EXERCISE GOAL: Reproduce the records word for word, from the first line to the line containing "under one day)".
+++ DATASET ENTRIES
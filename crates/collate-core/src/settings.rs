//! Engine settings
//!
//! Settings can be built in code or loaded from TOML. Every field has a default, so an
//! empty document is a valid configuration.

use crate::{CollateError, CollateResult};
use chrono::FixedOffset;
use collate_params::{BindLimits, Binder};
use serde::{Deserialize, Serialize};
use std::path::Path;

/// Largest accepted `default_offset_minutes` magnitude (just under one day)
const MAX_OFFSET_MINUTES: i32 = 24 * 60 - 1;

/// Listing engine settings
#[non_exhaustive]
#[derive(Debug, Clone, PartialEq, Eq, Serialize, Deserialize)]
pub struct CollateSettings {
	/// Page size for base queries built from settings, and the fallback when a base limit is non-positive
	#[serde(default = "default_limit")]
	pub default_limit: i64,

	/// Upper bound for the doubled limit of a resize; `0` disables the clamp
	#[serde(default = "default_max_limit")]
	pub max_limit: i64,

	/// Row limit used for exports
	#[serde(default = "default_export_limit")]
	pub export_limit: i64,

	/// `strftime` format for date-styled cells in the CSV sink
	#[serde(default = "default_export_date_format")]
	pub export_date_format: String,

	/// UTC offset in minutes for timestamps submitted without a zone
	#[serde(default)]
	pub default_offset_minutes: i32,
}

fn default_limit() -> i64 {
	10
}

fn default_max_limit() -> i64 {
	10_000
}

fn default_export_limit() -> i64 {
	1_000_000
}

fn default_export_date_format() -> String {
	"%Y-%m-%d %H:%M".to_string()
}

impl Default for CollateSettings {
	fn default() -> Self {
		Self {
			default_limit: default_limit(),
			max_limit: default_max_limit(),
			export_limit: default_export_limit(),
			export_date_format: default_export_date_format(),
			default_offset_minutes: 0,
		}
	}
}

impl CollateSettings {
	/// Create settings with defaults
	pub fn new() -> Self {
		Self::default()
	}

	/// Set the default page size
	pub fn with_default_limit(mut self, limit: i64) -> Self {
		self.default_limit = limit;
		self
	}

	/// Set the resize clamp (`0` disables it)
	pub fn with_max_limit(mut self, limit: i64) -> Self {
		self.max_limit = limit;
		self
	}

	/// Set the export row limit
	pub fn with_export_limit(mut self, limit: i64) -> Self {
		self.export_limit = limit;
		self
	}

	/// Set the offset for zoneless timestamps, in minutes east of UTC
	pub fn with_default_offset_minutes(mut self, minutes: i32) -> Self {
		self.default_offset_minutes = minutes;
		self
	}

	/// Parse settings from TOML text and validate them
	///
	/// # Examples
	///
	/// ```
	/// use collate_core::CollateSettings;
	///
	/// let settings = CollateSettings::from_toml_str("default_limit = 25").unwrap();
	/// assert_eq!(settings.default_limit, 25);
	/// assert_eq!(settings.max_limit, 10_000);
	/// ```
	pub fn from_toml_str(text: &str) -> CollateResult<Self> {
		let settings: CollateSettings = toml::from_str(text)
			.map_err(|e| CollateError::Settings(format!("TOML parse error: {}", e)))?;
		settings.validate()?;
		Ok(settings)
	}

	/// Read and parse a TOML settings file
	pub fn from_file(path: impl AsRef<Path>) -> CollateResult<Self> {
		let path = path.as_ref();
		let contents = std::fs::read_to_string(path).map_err(|e| {
			CollateError::Settings(format!("Failed to read {}: {}", path.display(), e))
		})?;
		Self::from_toml_str(&contents)
	}

	/// Check value ranges
	pub fn validate(&self) -> CollateResult<()> {
		if self.default_limit <= 0 {
			return Err(CollateError::Settings(format!(
				"default_limit must be positive, got {}",
				self.default_limit
			)));
		}
		if self.max_limit < 0 {
			return Err(CollateError::Settings(format!(
				"max_limit must be zero or positive, got {}",
				self.max_limit
			)));
		}
		if self.export_limit <= 0 {
			return Err(CollateError::Settings(format!(
				"export_limit must be positive, got {}",
				self.export_limit
			)));
		}
		if self.default_offset_minutes.abs() > MAX_OFFSET_MINUTES {
			return Err(CollateError::Settings(format!(
				"default_offset_minutes out of range: {}",
				self.default_offset_minutes
			)));
		}
		Ok(())
	}

	/// Offset applied to zoneless timestamps
	pub fn default_offset(&self) -> CollateResult<FixedOffset> {
		FixedOffset::east_opt(self.default_offset_minutes * 60).ok_or_else(|| {
			CollateError::Settings(format!(
				"default_offset_minutes out of range: {}",
				self.default_offset_minutes
			))
		})
	}

	/// Binder configured with these settings and the given limits
	pub fn binder(&self, limits: BindLimits) -> CollateResult<Binder> {
		Ok(Binder::new()
			.with_limits(limits)
			.with_default_offset(self.default_offset()?))
	}

	/// Apply the resize clamp to `limit`
	pub fn clamp_limit(&self, limit: i64) -> i64 {
		if self.max_limit > 0 {
			limit.min(self.max_limit)
		} else {
			limit
		}
	}
}

#[cfg(test)]
mod tests {
	use super::*;
	use rstest::rstest;

	#[rstest]
	fn defaults() {
		// Act
		let settings = CollateSettings::default();

		// Assert
		assert_eq!(settings.default_limit, 10);
		assert_eq!(settings.max_limit, 10_000);
		assert_eq!(settings.export_limit, 1_000_000);
		assert_eq!(settings.export_date_format, "%Y-%m-%d %H:%M");
		assert_eq!(settings.default_offset_minutes, 0);
	}

	#[rstest]
	fn empty_toml_is_all_defaults() {
		// Act
		let settings = CollateSettings::from_toml_str("").unwrap();

		// Assert
		assert_eq!(settings, CollateSettings::default());
	}

	#[rstest]
	fn toml_overrides_fields() {
		// Arrange
		let text = r#"
			default_limit = 50
			max_limit = 0
			export_date_format = "%d/%m/%Y"
			default_offset_minutes = -180
		"#;

		// Act
		let settings = CollateSettings::from_toml_str(text).unwrap();

		// Assert
		assert_eq!(settings.default_limit, 50);
		assert_eq!(settings.max_limit, 0);
		assert_eq!(settings.export_date_format, "%d/%m/%Y");
		assert_eq!(settings.default_offset().unwrap().local_minus_utc(), -180 * 60);
	}

	#[rstest]
	#[case("default_limit = 0")]
	#[case("default_limit = -5")]
	#[case("export_limit = 0")]
	#[case("max_limit = -1")]
	#[case("default_offset_minutes = 1440")]
	#[case("default_limit = \"ten\"")]
	#[case("default_limit = ")]
	fn invalid_settings_are_rejected(#[case] text: &str) {
		// Act
		let result = CollateSettings::from_toml_str(text);

		// Assert
		assert!(matches!(result, Err(CollateError::Settings(_))));
	}

	#[rstest]
	#[case(10_000, 40, 40)]
	#[case(100, 160, 100)]
	#[case(0, 1_000_000, 1_000_000)]
	fn clamp_limit(#[case] max_limit: i64, #[case] limit: i64, #[case] expected: i64) {
		// Arrange
		let settings = CollateSettings::new().with_max_limit(max_limit);

		// Act & Assert
		assert_eq!(settings.clamp_limit(limit), expected);
	}

	#[rstest]
	fn missing_file_is_a_settings_error() {
		// Act
		let result = CollateSettings::from_file("/nonexistent/collate.toml");

		// Assert
		assert!(matches!(result, Err(CollateError::Settings(msg)) if msg.contains("Failed to read")));
	}
}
++++++
THE COMPLETED TASK:
filename crates/collate-core/src/settings.rs
//! Engine settings
//!
//! Settings can be built in code or loaded from TOML. Every field has a default, so an
//! empty document is a valid configuration.

use crate::{CollateError, CollateResult};
use chrono::FixedOffset;
use collate_params::{BindLimits, Binder};
use serde::{Deserialize, Serialize};
use std::path::Path;

/// Largest accepted `default_offset_minutes` magnitude (just under one day)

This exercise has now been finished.